In the legislature I will advocate to restore the cuts made to the critical services that our most vulnerable depend on to live a dignified life.
public education, higher education, and & trade School
Investment in our public education is an investment in our future. We when value education and provide adequate funding to our schools it can improve the chances of better paying jobs and infrastructure and the success rate of those considered most at-risk, We must invest to provide a more safe, nurturing environment that promotes the physical, social, emotional and cognitive development of young children.
To improve our education system we should look to smaller class sizes; more parental involvement; up-to-date textbooks and technology; early childhood education; better teacher preparation, mentoring, and evaluation. These solutions put children, not profits, at the center of school improvement.
I do not support the use of tax-payer money funding charter schools. Charter schools have a dismal record, drain funds from our already underfunded public education and are susceptible to fraud and misuse of public funds. A 2009 study from Stanford University’s Center for Research on Education Outcomes found that nationally: • Almost half of charter schools (46%) were no better than neighboring public schools. • Over a third (37%) were significantly worse. • Only 17% were better than the local public schools. This is true even though many charters weed out the hardest-to-teach student.
Higher Education has become less and less attainable which is why I hope you'll support reauthorizing the Six Mill Levy. This is not a tax increase- only a continuation of an existing tax which go directly to fund colleges and universities. The average cost of the 6-mill levy on a $200,000 home is $24 annually. Montana students are paying 60% of tuition costs out-of-pocket, more than double a generation ago. Without the levy, tuition could rise by 18%, making college unaffordable for many Montana students and families. We must be able to look at all options allowing high school grads more accessibility to continuing education.
Another important trend to keep in mind is the rise in enrollments to Trade Schools which can also be attributed back to the increasingly high costs associated with a college education, as well as other drawbacks. The demand for these jobs are also on the rise.
AFFORDABLE HOUSING and renters
We are facing huge problems today--rising rents, stagnant wages, and landlord-tenant relationship drifting further apart each day. When some folks are spending 50-70% of their income towards rent, that's a problem.

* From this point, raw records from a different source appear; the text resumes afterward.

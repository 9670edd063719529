//! Linear normal form and modulus derivation for Presburger formulas.

use std::collections::{BTreeMap, HashMap};

use mondec_smt::formula::{Formula, Var};
use mondec_smt::sorts::SmtSort;
use mondec_smt::terms::SmtTerm;

use crate::congruence::lcm;
use crate::error::MondecError;

/// `coefficient * (argument mod divisor)`.
#[derive(Debug, Clone, PartialEq, Eq)]
pub struct Remainder {
    pub coefficient: i64,
    pub argument: LinearForm,
    pub divisor: i64,
}

/// `Σ cᵢ·xᵢ + Σ remainders + constant`.
#[derive(Debug, Clone, Default, PartialEq, Eq)]
pub struct LinearForm {
    pub coeffs: BTreeMap<String, i64>,
    pub remainders: Vec<Remainder>,
    pub constant: i64,
}

impl LinearForm {
    pub fn constant(value: i64) -> Self {
        Self {
            constant: value,
            ..Self::default()
        }
    }

    pub fn variable(name: &str) -> Self {
        let mut form = Self::default();
        form.coeffs.insert(name.to_string(), 1);
        form
    }

    /// The value of the form when it mentions no variable.
    pub fn as_constant(&self) -> Option<i64> {
        (self.coeffs.values().all(|c| *c == 0) && self.remainders.is_empty())
            .then_some(self.constant)
    }

    pub fn coefficient(&self, name: &str) -> i64 {
        self.coeffs.get(name).copied().unwrap_or(0)
    }

    /// Whether `name` has a non-zero coefficient here or inside a remainder.
    pub fn mentions(&self, name: &str) -> bool {
        self.coefficient(name) != 0 || self.remainders.iter().any(|r| r.argument.mentions(name))
    }

    pub fn add(mut self, other: LinearForm) -> Result<Self, MondecError> {
        for (name, c) in other.coeffs {
            let entry = self.coeffs.entry(name).or_insert(0);
            *entry = entry.checked_add(c).ok_or_else(overflow)?;
        }
        self.remainders.extend(other.remainders);
        self.constant = self.constant.checked_add(other.constant).ok_or_else(overflow)?;
        Ok(self)
    }

    pub fn scale(mut self, k: i64) -> Result<Self, MondecError> {
        for c in self.coeffs.values_mut() {
            *c = c.checked_mul(k).ok_or_else(overflow)?;
        }
        for r in &mut self.remainders {
            r.coefficient = r.coefficient.checked_mul(k).ok_or_else(overflow)?;
        }
        self.constant = self.constant.checked_mul(k).ok_or_else(overflow)?;
        Ok(self)
    }

    /// Normalise an integer-valued term.
    pub fn of(term: &SmtTerm) -> Result<Self, MondecError> {
        match term {
            SmtTerm::Var(name) => Ok(Self::variable(name)),
            SmtTerm::IntLit(n) => Ok(Self::constant(*n)),
            SmtTerm::Add(a, b) => Self::of(a)?.add(Self::of(b)?),
            SmtTerm::Sub(a, b) => Self::of(a)?.add(Self::of(b)?.scale(-1)?),
            SmtTerm::Neg(a) => Self::of(a)?.scale(-1),
            SmtTerm::Mul(a, b) => {
                let (a, b) = (Self::of(a)?, Self::of(b)?);
                match (a.as_constant(), b.as_constant()) {
                    (Some(k), _) => b.scale(k),
                    (_, Some(k)) => a.scale(k),
                    _ => Err(MondecError::OutsideFragment(
                        "product of two non-constant terms".into(),
                    )),
                }
            }
            SmtTerm::Mod(a, b) => {
                let divisor = Self::of(b)?
                    .as_constant()
                    .filter(|d| *d > 0)
                    .ok_or_else(|| {
                        MondecError::OutsideFragment(
                            "mod by something other than a positive constant".into(),
                        )
                    })?;
                Ok(Self {
                    remainders: vec![Remainder {
                        coefficient: 1,
                        argument: Self::of(a)?,
                        divisor,
                    }],
                    ..Self::default()
                })
            }
            SmtTerm::Ite(..) => Err(MondecError::OutsideFragment(
                "integer-valued ite".into(),
            )),
            other => Err(MondecError::OutsideFragment(format!(
                "boolean term in integer position: {other:?}"
            ))),
        }
    }
}

fn overflow() -> MondecError {
    MondecError::InvalidArgument("coefficient overflow".into())
}

/// The linear atoms of a quantifier-free Presburger formula.
#[derive(Debug, Clone, Default)]
pub struct LinearAnalysis {
    /// One `lhs - rhs` form per arithmetic comparison.
    pub atoms: Vec<LinearForm>,
}

impl LinearAnalysis {
    /// Walk `formula`, rejecting anything outside quantifier-free linear
    /// integer arithmetic.
    pub fn of(formula: &Formula) -> Result<Self, MondecError> {
        let sorts: HashMap<&str, SmtSort> = formula
            .free_vars()
            .iter()
            .map(|v| (v.name.as_str(), v.sort))
            .collect();
        let mut analysis = Self::default();
        analysis.walk(formula.term(), &sorts)?;
        Ok(analysis)
    }

    fn walk(&mut self, term: &SmtTerm, sorts: &HashMap<&str, SmtSort>) -> Result<(), MondecError> {
        match term {
            SmtTerm::BoolLit(_) | SmtTerm::Var(_) => Ok(()),
            SmtTerm::And(ts) | SmtTerm::Or(ts) => {
                ts.iter().try_for_each(|t| self.walk(t, sorts))
            }
            SmtTerm::Not(t) => self.walk(t, sorts),
            SmtTerm::Implies(a, b) => {
                self.walk(a, sorts)?;
                self.walk(b, sorts)
            }
            SmtTerm::Ite(c, t, e) => {
                self.walk(c, sorts)?;
                self.walk(t, sorts)?;
                self.walk(e, sorts)
            }
            SmtTerm::Eq(a, b) if is_boolean(a, sorts) => {
                self.walk(a, sorts)?;
                self.walk(b, sorts)
            }
            SmtTerm::Eq(a, b)
            | SmtTerm::Lt(a, b)
            | SmtTerm::Le(a, b)
            | SmtTerm::Gt(a, b)
            | SmtTerm::Ge(a, b) => {
                let form = LinearForm::of(a)?.add(LinearForm::of(b)?.scale(-1)?)?;
                self.atoms.push(form);
                Ok(())
            }
            SmtTerm::ForAll(..) | SmtTerm::Exists(..) => {
                Err(MondecError::OutsideFragment("quantified formula".into()))
            }
            other => Err(MondecError::OutsideFragment(format!(
                "integer term in boolean position: {other:?}"
            ))),
        }
    }

    /// `lcm` of `1`, every `|coefficient|` of `var`, and every divisor of a
    /// `mod` whose argument mentions `var`.
    pub fn modulus(&self, var: &Var) -> Result<i64, MondecError> {
        let mut m = 1i64;
        for atom in &self.atoms {
            m = fold_modulus(m, atom, &var.name)?;
        }
        Ok(m)
    }
}

fn fold_modulus(mut m: i64, form: &LinearForm, name: &str) -> Result<i64, MondecError> {
    let c = form.coefficient(name);
    if c != 0 {
        let magnitude = c.checked_abs().ok_or_else(overflow)?;
        m = lcm(m, magnitude).ok_or_else(modulus_overflow)?;
    }
    for r in &form.remainders {
        if r.argument.mentions(name) {
            m = lcm(m, r.divisor).ok_or_else(modulus_overflow)?;
        }
        m = fold_modulus(m, &r.argument, name)?;
    }
    Ok(m)
}

fn modulus_overflow() -> MondecError {
    MondecError::InvalidArgument("modulus does not fit in 64 bits".into())
}

fn is_boolean(term: &SmtTerm, sorts: &HashMap<&str, SmtSort>) -> bool {
    match term {
        SmtTerm::Var(name) => sorts.get(name.as_str()) == Some(&SmtSort::Bool),
        SmtTerm::BoolLit(_)
        | SmtTerm::Eq(..)
        | SmtTerm::Lt(..)
        | SmtTerm::Le(..)
        | SmtTerm::Gt(..)
        | SmtTerm::Ge(..)
        | SmtTerm::And(_)
        | SmtTerm::Or(_)
        | SmtTerm::Not(_)
        | SmtTerm::Implies(..)
        | SmtTerm::ForAll(..)
        | SmtTerm::Exists(..) => true,
        SmtTerm::Ite(_, t, _) => is_boolean(t, sorts),
        SmtTerm::IntLit(_)
        | SmtTerm::Add(..)
        | SmtTerm::Sub(..)
        | SmtTerm::Mul(..)
        | SmtTerm::Neg(_)
        | SmtTerm::Mod(..) => false,
    }
}

/// Modulus for deciding `formula` with respect to `var`.
pub fn required_modulus(formula: &Formula, var: &Var) -> Result<i64, MondecError> {
    LinearAnalysis::of(formula)?.modulus(var)
}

Workers making minimum wage cannot afford rent. People in Montana need to make $16.13 to pay rent on a two-bedroom place, according to the National Low Income Housing Coalition’s 2018 Out of Reach report. That’s almost double Montana’s minimum wage and about $4 more than what the state’s average renters make
Home is the foundation of a family’s health and financial security. A child’s academic and future success is at risk when households are burdened by unaffordable rent costs leaving little left over to pay for food, transportation, and health care. People are finding themselves one financial setback from losing their homes...Expanding rental assistance to all eligible families would add $110 million in new consumer spending for local economies and housing the homeless is less expensive than having them cycle between shelters, hospitals, and other emergency facilities.